I have reviewed a fair amount of 2D puzzle-platformers in my time, and the appreciation of the genre really stems from my time spent with Limbo when it first released. It has been a while now since I have opted to explore a game of a similar nature, but the time has come again. Stela, a game from SkyBox Labs (currently co-developing Halo Infinite), is a game about witnessing the end of an ancient world through the experiences of a young woman, although I may not have been able to tell you that without the help of the store description. The art style is what dragged me in, and I had hoped I would be as refreshed and taken aback by what laid ahead as I was by Limbo and Inside. Games like those provoke thought, evoke the power of the unexpected, and leave you decidedly satisfied when they end. Did Stela reach these heights? Let us explore the world that would soon come to an end.

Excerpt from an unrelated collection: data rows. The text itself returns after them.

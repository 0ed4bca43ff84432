//! # Window Manager
//!
//! Slides the quadrant window to the right as the world scrolls:
//!
//! ```text
//! before:  [C0][C1][C2][C3][C4][C5]      C0.left <= trigger
//! shift:       [C1][C2][C3][C4][C5]      C0's surfaces released
//! add:         [C1][C2][C3][C4][C5][C6]  C6.left = C5.right
//! ```
//!
//! Each shift moves the leftmost edge one cell width to the right, so the
//! recycling loop always ends. A large scroll delta (a dropped frame, a
//! teleport) is absorbed by looping, not by growing the window.

use crate::grid::{ColumnShift, QuadrantGrid};
use crate::layout::snap;
use crate::quadrant::{Column, ColumnId, Quadrant, QuadrantId};
use crate::surface::{SurfaceFactory, QUADRANT_SURFACE_SIZE};

impl<F: SurfaceFactory> QuadrantGrid<F> {
    /// Discards every quadrant and rebuilds the window with its first
    /// column two cells left of the viewport origin.
    ///
    /// Surfaces of the discarded quadrants are released before new ones are
    /// created. IDs keep counting; they are never reused.
    pub fn reset_all(&mut self) {
        for quadrant in self.quadrants.drain(..) {
            self.factory.release_surface(quadrant.into_surface());
            self.stats.surfaces_released += 1;
        }
        self.columns.clear();

        for index in 0..self.layout.num_cols() {
            let left = self.layout.initial_column_left(index);
            self.add_column(left);
        }

        self.out_difference = self.layout.cell_width();
        self.translate_residue = 0.0;
        self.stats.resets += 1;

        tracing::debug!(
            "Quadrant window reset: {} columns x {} rows, cell {}x{}",
            self.layout.num_cols(),
            self.layout.num_rows(),
            self.layout.cell_width(),
            self.layout.cell_height()
        );
        debug_assert!(self.is_consistent());
    }

    /// Adds the scroll delta to the offset counter and recycles columns
    /// while the leftmost quadrant is at or beyond the scroll trigger.
    ///
    /// The shift hook fires once per recycled column.
    ///
    /// # Returns
    ///
    /// The number of columns recycled.
    pub fn update_window(&mut self, scroll_delta: f32) -> usize {
        self.out_difference += scroll_delta;

        let trigger = self.layout.scroll_trigger();
        let mut recycled = 0;

        while let Some(leftmost) = self.leftmost().map(Quadrant::left) {
            if leftmost > trigger {
                break;
            }
            let Some(removed) = self.shift_column() else {
                break;
            };
            let anchor = self.rightmost().map_or(removed.right(), Quadrant::right);
            let added = self.add_column(anchor);
            recycled += 1;
            self.stats.columns_recycled += 1;

            tracing::trace!(
                "Recycled column {} at {} into column {} at {}",
                removed.id().raw(),
                removed.left(),
                added.raw(),
                anchor
            );

            if let Some(hook) = self.on_shift.as_mut() {
                hook(&ColumnShift {
                    removed: removed.id(),
                    removed_left: removed.left(),
                    added,
                    added_left: anchor,
                });
            }

            // Guards against f32 positions so large that a cell width no
            // longer moves them.
            if self.leftmost().map_or(true, |q| q.left() <= leftmost) {
                tracing::warn!(
                    "Quadrant window stopped advancing at x={}; recycling halted",
                    leftmost
                );
                break;
            }
        }

        if recycled > self.layout.num_cols() {
            tracing::warn!(
                "Scroll of {} recycled {} columns in one update (window holds {})",
                scroll_delta,
                recycled,
                self.layout.num_cols()
            );
        }
        debug_assert!(self.is_consistent());
        recycled
    }

    /// Moves every quadrant horizontally by `dx` without resizing it.
    ///
    /// Hosts that keep the world in screen coordinates call this with the
    /// negated scroll distance, then [`QuadrantGrid::update_window`].
    ///
    /// The window moves in whole lattice steps (see [`crate::layout`]). The
    /// part of `dx` below one step is carried into the next call, so many
    /// small moves add up to the same distance as one large move.
    pub fn translate(&mut self, dx: f32) {
        let wanted = self.translate_residue + dx;
        let step = snap(wanted);
        self.translate_residue = wanted - step;
        if step == 0.0 {
            return;
        }

        for quadrant in &mut self.quadrants {
            quadrant.translate(step);
        }
        for column in &mut self.columns {
            column.translate(step);
        }
    }

    /// Appends a column whose left edge is `left`.
    fn add_column(&mut self, left: f32) -> ColumnId {
        let id = ColumnId::from_raw(self.next_column);
        self.next_column += 1;

        let (width, height) = QUADRANT_SURFACE_SIZE;
        let size = self.layout.cell_size();
        for row in 0..self.layout.num_rows() {
            let origin = (left, self.layout.row_top(row));
            let surface = self.factory.create_surface(width, height);
            let quadrant_id = QuadrantId::from_raw(self.next_quadrant);
            self.next_quadrant += 1;

            self.quadrants
                .push(Quadrant::new(quadrant_id, id, row, origin, size, surface));
        }
        self.stats.surfaces_created += self.layout.num_rows() as u64;

        self.columns
            .push_back(Column::new(id, left, self.layout.cell_width()));
        self.stats.columns_created += 1;
        id
    }

    /// Removes the leftmost column and releases its surfaces.
    fn shift_column(&mut self) -> Option<Column> {
        let column = self.columns.pop_front()?;
        let rows = self.layout.num_rows().min(self.quadrants.len());

        for quadrant in self.quadrants.drain(..rows) {
            self.factory.release_surface(quadrant.into_surface());
            self.stats.surfaces_released += 1;
        }

        self.out_difference = self.layout.cell_width();
        Some(column)
    }
}
//! # SCROLLGRID
//!
//! Frame orchestration on top of [`scrollgrid_core`].
//!
//! ```text
//! ┌──────────────────────────────────────────────────────────────┐
//! │                     SCROLL SIMULATION                        │
//! ├──────────────────────────────────────────────────────────────┤
//! │  scroll ──> move things ──> update_window ──> determine_all  │
//! │                                                   │          │
//! │                         repaint changed quadrants <┘         │
//! └──────────────────────────────────────────────────────────────┘
//! ```
//!
//! ## Modules
//!
//! - `simulation`: Frame loop, population and timing

#![deny(missing_docs)]
#![deny(unsafe_code)]
#![deny(clippy::all)]
#![warn(clippy::pedantic)]

pub mod simulation;

pub use scrollgrid_core as core;

pub use simulation::{FrameStats, ScrollSimulation, SimulationConfig, SimulationSummary};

As with most games of this nature, there is no dramatic opening sequence, no prologue to fill you in. Just you, and your ability to move, well, to the right. You begin your adventure, and will quickly see how you need to test your limits, running, jumping, climbing, and pushing your way forward past obstacles that aim to end your life or keep your quest stagnate. But you will, eventually, get past all of these obstacles, because up until the very end, they are rather easy to beat. Most “puzzles” or enemies solutions were pretty easy to solve on the fly as opposed to dying several times and going through the motions of trial and error. The first enemy you are introduced to are swarms of beetles, who look more like a pack of Black Plague era rats, and these can be avoided by keeping to high ground. Other deadly obstacles like giant spiked traps, flaming arrows, and more can all be found on your travels. Again, while easy to get past, this does not mean that I was not impressed by some of the original creatures or puzzles that stood in my way.

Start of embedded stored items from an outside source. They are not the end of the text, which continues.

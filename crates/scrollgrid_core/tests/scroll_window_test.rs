//! # Scrolling Window Integration Tests
//!
//! Drives a grid through long scrolls and checks that the window keeps its
//! shape, its order and its surfaces balanced, and that membership stays
//! correct while columns are recycled underneath it.
//!
//! Run with: cargo test --package scrollgrid_core --test scroll_window_test

use std::sync::{Arc, Mutex};

use scrollgrid_core::{
    Bounds, CanvasFactory, ColumnShift, GridConfig, GridLayout, HeadlessSurfaces, QuadrantGrid,
    ThingId, ThingRecord,
};

/// 6 columns x 5 rows of 100 x 100.
fn small_layout() -> GridLayout {
    GridLayout::new(300.0, 300.0, 5, 6).unwrap()
}

fn assert_window_shape<F: scrollgrid_core::SurfaceFactory>(grid: &QuadrantGrid<F>) {
    assert_eq!(grid.num_quadrants(), grid.num_rows() * grid.num_cols());
    assert_eq!(grid.columns().len(), grid.num_cols());
    for q in grid.quadrants() {
        assert_eq!(q.right() - q.left(), grid.cell_width());
        assert_eq!(q.bottom() - q.top(), grid.cell_height());
    }
    let lefts: Vec<f32> = grid.columns().map(|c| c.left()).collect();
    assert!(lefts.windows(2).all(|w| w[0] < w[1]), "columns out of order: {lefts:?}");
    assert!(grid.is_consistent());
}

#[test]
fn test_shape_survives_long_scroll() {
    let mut grid = QuadrantGrid::new(small_layout(), CanvasFactory::new());
    let deltas = [3.0, 17.0, 0.0, 64.0, 250.0, 1.0, 99.0, 100.0, 420.0, 8.0];

    for frame in 0..2_000 {
        let dx = deltas[frame % deltas.len()];
        grid.translate(-dx);
        grid.update_window(dx);
        assert_window_shape(&grid);
    }

    let stats = *grid.stats();
    assert!(stats.columns_recycled > 100);
    assert_eq!(grid.factory().live(), 30);
    assert_eq!(stats.live_surfaces(), 30);
    assert_eq!(grid.factory().released(), stats.columns_recycled * 5);
}

#[test]
fn test_default_config_shape_with_fractional_scroll() {
    // 640 / (6 - 3) leaves a fractional cell width.
    let mut grid = QuadrantGrid::from_config(&GridConfig::default(), CanvasFactory::new()).unwrap();
    assert_ne!(grid.cell_width().fract(), 0.0);
    assert_window_shape(&grid);

    let deltas = [4.0, 0.1, 2.75, 13.3, 333.3, 0.001, 7.77];
    let mut scrolled = 0.0f64;
    for frame in 0..3_000 {
        let dx = deltas[frame % deltas.len()];
        grid.translate(-dx);
        grid.update_window(dx);
        scrolled += f64::from(dx);
        assert_window_shape(&grid);
    }

    let stats = *grid.stats();
    let cell = f64::from(grid.cell_width());
    assert!(stats.columns_recycled as f64 >= scrolled / cell - 2.0);
    assert_eq!(grid.factory().live(), 30);
}

#[test]
fn test_one_recycle_at_exact_trigger() {
    let mut grid = QuadrantGrid::new(small_layout(), HeadlessSurfaces::new());
    assert_eq!(grid.leftmost().unwrap().left(), -200.0);
    assert_eq!(grid.scroll_trigger(), -200.0);

    assert_eq!(grid.update_window(250.0), 1);
    assert_eq!(grid.leftmost().unwrap().left(), -100.0);
    assert_window_shape(&grid);
}

#[test]
fn test_hook_sees_every_shift_in_order() {
    let log: Arc<Mutex<Vec<ColumnShift>>> = Arc::new(Mutex::new(Vec::new()));
    let sink = Arc::clone(&log);
    let mut grid = QuadrantGrid::new(small_layout(), HeadlessSurfaces::new())
        .with_shift_hook(move |shift| sink.lock().unwrap().push(*shift));

    let mut recycled = 0;
    for _ in 0..50 {
        grid.translate(-40.0);
        recycled += grid.update_window(40.0);
    }

    let log = log.lock().unwrap();
    assert_eq!(log.len(), recycled);
    assert!(log.windows(2).all(|w| w[0].removed < w[1].removed));
    assert!(log.windows(2).all(|w| w[0].added < w[1].added));
}

#[test]
fn test_membership_follows_scrolling_world() {
    let config = GridConfig {
        screen_width: 300.0,
        screen_height: 300.0,
        num_rows: 5,
        num_cols: 6,
        tolerance: 0.0,
        scroll_trigger: None,
    };
    let mut grid = QuadrantGrid::from_config(&config, HeadlessSurfaces::new()).unwrap();

    // A thing standing still in the world drifts left on screen.
    let mut post = vec![ThingRecord::new(
        ThingId::new(0, 0),
        Bounds::new(250.0, 110.0, 260.0, 190.0),
        4,
    )];

    for _ in 0..39 {
        grid.translate(-10.0);
        for thing in &mut post {
            thing.translate(-10.0, 0.0);
        }
        grid.update_window(10.0);
        let pass = grid.determine_all(&mut [&mut post[..]]);
        assert!(pass.is_complete());

        let bounds = post[0].bounds;
        for &id in post[0].occupancy.quadrants() {
            let quadrant = grid.quadrant(id).unwrap();
            assert!(bounds.overlaps(&quadrant.bounds(), 0.0));
            assert_eq!(quadrant.things(), &[post[0].id]);
        }
        let expected = grid
            .quadrants()
            .iter()
            .filter(|q| bounds.overlaps(&q.bounds(), 0.0))
            .count();
        assert_eq!(post[0].occupancy.len(), expected);
    }

    // 390 units of scroll: the post is at x = -140, inside the leftmost column.
    assert_eq!(post[0].bounds.left, -140.0);
    assert_eq!(grid.leftmost().unwrap().left(), -190.0);
    assert_eq!(post[0].occupancy.len(), 1);

    // One more step puts that column on the trigger and it is recycled.
    grid.translate(-10.0);
    post[0].translate(-10.0, 0.0);
    assert_eq!(grid.update_window(10.0), 1);
    grid.determine_all(&mut [&mut post[..]]);
    assert!(post[0].occupancy.is_empty());
}

#[test]
fn test_dirty_flags_after_scroll_and_move() {
    let mut grid = QuadrantGrid::new(small_layout(), HeadlessSurfaces::new());
    grid.update_window(0.0);
    let mut runner = vec![ThingRecord::new(
        ThingId::new(1, 0),
        Bounds::new(10.0, 10.0, 40.0, 40.0),
        8,
    )];
    grid.determine_all(&mut [&mut runner[..]]);
    grid.clear_changed();
    runner[0].changed = false;

    // Nothing moved: no flags.
    grid.determine_all(&mut [&mut runner[..]]);
    assert_eq!(grid.changed_quadrants().count(), 0);

    // Moved one cell right: old and new cell both dirty.
    runner[0].translate(100.0, 0.0);
    grid.determine_all(&mut [&mut runner[..]]);
    let dirty: Vec<f32> = grid.changed_quadrants().map(|q| q.left()).collect();
    assert_eq!(dirty, vec![0.0, 100.0]);
}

Early on you are introduced to a species referred to as Shadows. These elongated, Slenderman-esque creatures first instinct is to kill you when they are aware of your presence. They are a looming, intimidating threat in most cases, which is why you spend a lot of time sneaking past them. Their inclusion and design stands out as a notable part about the world’s lore that makes you wish you could learn more about what is happening in the world. That is one of my reigning issues with Stela, as it seems like the world was created around some deeper backstory, but the narrative isn’t strong enough to make you interpret answers on your own. There is nothing to really go off of, which at times can make you feel uninterested in the world around you.

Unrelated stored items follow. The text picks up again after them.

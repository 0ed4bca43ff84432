//! # Grid Layout
//!
//! Derives cell geometry from the viewport and the row/column counts.
//!
//! The grid is deliberately larger than the viewport:
//!
//! ```text
//!          col 0    col 1    col 2 ...            col n-1
//!        ┌────────┬────────┬────────────────────┬────────┐
//! row 0  │        │        │   (above viewport) │        │
//!        ├────────┼────────╔════════════════════╗────────┤
//! row 1  │        │        ║                    ║        │
//!  ...   │ margin │ margin ║      viewport      ║ margin │
//!        ├────────┼────────╚════════════════════╝────────┤
//! row m-1│        │        │   (below viewport) │        │
//!        └────────┴────────┴────────────────────┴────────┘
//!                          x = 0
//! ```
//!
//! Three columns and two rows are margin, so the viewport spans
//! `num_cols - 3` cells horizontally and `num_rows - 2` cells vertically.
//! Columns start two cells left of the viewport and rows one cell above it.
//!
//! Cell sizes are rounded up to a multiple of `1 / POSITION_RESOLUTION` and
//! the window only ever moves by such multiples. Every edge then lies on the
//! same binary lattice, where `f32` addition and subtraction are exact for
//! coordinates below `2^15`: a quadrant's `right - left` is always exactly
//! the cell width.

use crate::bounds::Bounds;
use crate::config::GridConfig;
use crate::error::{GridError, GridResult};

/// Columns not covered by the viewport.
pub const MARGIN_COLUMNS: usize = 3;

/// Rows not covered by the viewport.
pub const MARGIN_ROWS: usize = 2;

/// Columns placed left of the viewport origin at reset.
pub const LEADING_COLUMNS: usize = 2;

/// Rows placed above the viewport origin.
pub const LEADING_ROWS: usize = 1;

/// Smallest row count that leaves at least one visible row.
pub const MIN_ROWS: usize = MARGIN_ROWS + 1;

/// Smallest column count that leaves at least one visible column.
pub const MIN_COLUMNS: usize = MARGIN_COLUMNS + 1;

/// Lattice steps per world unit for cell sizes and window movement.
pub const POSITION_RESOLUTION: f32 = 256.0;

/// Rounds `value` up to the position lattice.
#[must_use]
pub fn snap_up(value: f32) -> f32 {
    (value * POSITION_RESOLUTION).ceil() / POSITION_RESOLUTION
}

/// Rounds `value` to the nearest lattice point.
#[must_use]
pub fn snap(value: f32) -> f32 {
    (value * POSITION_RESOLUTION).round() / POSITION_RESOLUTION
}

/// Immutable grid geometry.
#[derive(Clone, Copy, Debug, PartialEq)]
pub struct GridLayout {
    screen_width: f32,
    screen_height: f32,
    num_rows: usize,
    num_cols: usize,
    cell_width: f32,
    cell_height: f32,
    tolerance: f32,
    scroll_trigger: f32,
}

impl GridLayout {
    /// Computes the layout for a viewport and grid size, with zero
    /// tolerance and the default scroll trigger.
    ///
    /// # Errors
    ///
    /// Returns [`GridError::InvalidRows`] if `num_rows < 3`,
    /// [`GridError::InvalidColumns`] if `num_cols < 4` and
    /// [`GridError::InvalidViewport`] if either dimension is not finite and
    /// positive.
    pub fn new(
        screen_width: f32,
        screen_height: f32,
        num_rows: usize,
        num_cols: usize,
    ) -> GridResult<Self> {
        if num_rows < MIN_ROWS {
            return Err(GridError::InvalidRows {
                rows: num_rows,
                min: MIN_ROWS,
            });
        }
        if num_cols < MIN_COLUMNS {
            return Err(GridError::InvalidColumns {
                columns: num_cols,
                min: MIN_COLUMNS,
            });
        }
        let valid = |v: f32| v.is_finite() && v > 0.0;
        if !valid(screen_width) || !valid(screen_height) {
            return Err(GridError::InvalidViewport {
                width: screen_width,
                height: screen_height,
            });
        }

        #[allow(clippy::cast_precision_loss)]
        let cell_width = snap_up(screen_width / (num_cols - MARGIN_COLUMNS) as f32);
        #[allow(clippy::cast_precision_loss)]
        let cell_height = snap_up(screen_height / (num_rows - MARGIN_ROWS) as f32);

        Ok(Self {
            screen_width,
            screen_height,
            num_rows,
            num_cols,
            cell_width,
            cell_height,
            tolerance: 0.0,
            scroll_trigger: cell_width * -2.0,
        })
    }

    /// Computes the layout described by a configuration.
    ///
    /// # Errors
    ///
    /// Returns the first precondition `config` violates.
    pub fn from_config(config: &GridConfig) -> GridResult<Self> {
        let mut layout = Self::new(
            config.screen_width,
            config.screen_height,
            config.num_rows,
            config.num_cols,
        )?
        .with_tolerance(config.tolerance)?;
        if let Some(trigger) = config.scroll_trigger {
            layout = layout.with_scroll_trigger(trigger)?;
        }
        Ok(layout)
    }

    /// Sets the overlap tolerance.
    ///
    /// # Errors
    ///
    /// Returns [`GridError::InvalidConfig`] if `tolerance` is negative or not
    /// finite.
    pub fn with_tolerance(mut self, tolerance: f32) -> GridResult<Self> {
        if !tolerance.is_finite() || tolerance < 0.0 {
            return Err(GridError::InvalidConfig(format!(
                "tolerance must be finite and non-negative, got {tolerance}"
            )));
        }
        self.tolerance = tolerance;
        Ok(self)
    }

    /// Sets the scroll trigger.
    ///
    /// # Errors
    ///
    /// Returns [`GridError::InvalidConfig`] if `trigger` is not finite.
    pub fn with_scroll_trigger(mut self, trigger: f32) -> GridResult<Self> {
        if !trigger.is_finite() {
            return Err(GridError::InvalidConfig(format!(
                "scroll trigger must be finite, got {trigger}"
            )));
        }
        self.scroll_trigger = trigger;
        Ok(self)
    }

    /// Viewport width.
    #[inline]
    #[must_use]
    pub const fn screen_width(&self) -> f32 {
        self.screen_width
    }

    /// Viewport height.
    #[inline]
    #[must_use]
    pub const fn screen_height(&self) -> f32 {
        self.screen_height
    }

    /// Number of rows.
    #[inline]
    #[must_use]
    pub const fn num_rows(&self) -> usize {
        self.num_rows
    }

    /// Number of columns.
    #[inline]
    #[must_use]
    pub const fn num_cols(&self) -> usize {
        self.num_cols
    }

    /// Total quadrants in the window.
    #[inline]
    #[must_use]
    pub const fn num_quadrants(&self) -> usize {
        self.num_rows * self.num_cols
    }

    /// Width of one cell.
    #[inline]
    #[must_use]
    pub const fn cell_width(&self) -> f32 {
        self.cell_width
    }

    /// Height of one cell.
    #[inline]
    #[must_use]
    pub const fn cell_height(&self) -> f32 {
        self.cell_height
    }

    /// Overlap tolerance.
    #[inline]
    #[must_use]
    pub const fn tolerance(&self) -> f32 {
        self.tolerance
    }

    /// Scroll trigger offset.
    #[inline]
    #[must_use]
    pub const fn scroll_trigger(&self) -> f32 {
        self.scroll_trigger
    }

    /// Left edge of the column at `index` right after a reset.
    #[must_use]
    pub fn initial_column_left(&self, index: usize) -> f32 {
        #[allow(clippy::cast_precision_loss)]
        let offset = index as f32 - LEADING_COLUMNS as f32;
        offset * self.cell_width
    }

    /// Top edge of `row`.
    #[must_use]
    pub fn row_top(&self, row: usize) -> f32 {
        #[allow(clippy::cast_precision_loss)]
        let offset = row as f32 - LEADING_ROWS as f32;
        offset * self.cell_height
    }

    /// Cell width and height.
    #[inline]
    #[must_use]
    pub const fn cell_size(&self) -> (f32, f32) {
        (self.cell_width, self.cell_height)
    }

    /// Bounds of the cell at `row` in the column whose left edge is `left`.
    #[must_use]
    pub fn cell_bounds(&self, left: f32, row: usize) -> Bounds {
        let top = self.row_top(row);
        Bounds::new(left, top, left + self.cell_width, top + self.cell_height)
    }
}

Where Stela can do a great job to get the played invested, however, is by way of what I like to call “oh sh*t” moments, those special, vastly cinematic moments that really impress. Now, as cliché as flaming arrows can be, their inclusion was the first kind of these moments. They fill the sky, much like that of 300 fame, and challenge you to pace yourself across an open field with only a shield and scattered trees to guard your path. Another comes by way of a large, ominous black worm like creature that chases you in a cavernous chamber. Its presence is daunting, and it has no facial or anatomical features, making it ever more mysterious. There are several other points in the game that echo this feeling of delightful exposure to the radically unknown, only stippled by there not being a consistent notion of which to make inferences. But where a lack of storytelling fails, a praiseworthy musical score picks up the slack.
The music in Stela is something special, no doubt about it. It is so moving, so powerful in a way that is more commonly seen in high end cinema. It’s deep, emotional, and progresses the scene in ways that are necessary considering you do not get to see an emotional presence from the character in a way that you would in most games. The camera is a bit further out, and the graphics are lower in detail, so you do not see much body language from the young woman. Instead, you get a powerful score that guides that emotion for you, and it is just fantastic. If anyone out there has the pull to do so, please send me a copy of the album or get it produced into a vinyl record. It is something that needs to be appreciated and treasured. The visuals on the other hand are a bit inconsistent. The lighting and scenery in the darker segments, like in the caverns or forest, look quite great. But some of the brighter areas with more set pieces, like the snowy cabins, really look quite dated and underdone.
The same inconsistency can be found occasionally in the protagonist’s movements, as some jumps feel like they are not in sync with the player’s action, which can result in deaths. There is a unique sense of depth, physical actual depth, to the gameplay though, as you can see your character climb to a higher area or around a bend and the camera flows with her really naturally. The last portion of the game brings forward the most trying puzzles, but they still will not keep you stumped for too long. I think the difficulty is pretty simple for the most part.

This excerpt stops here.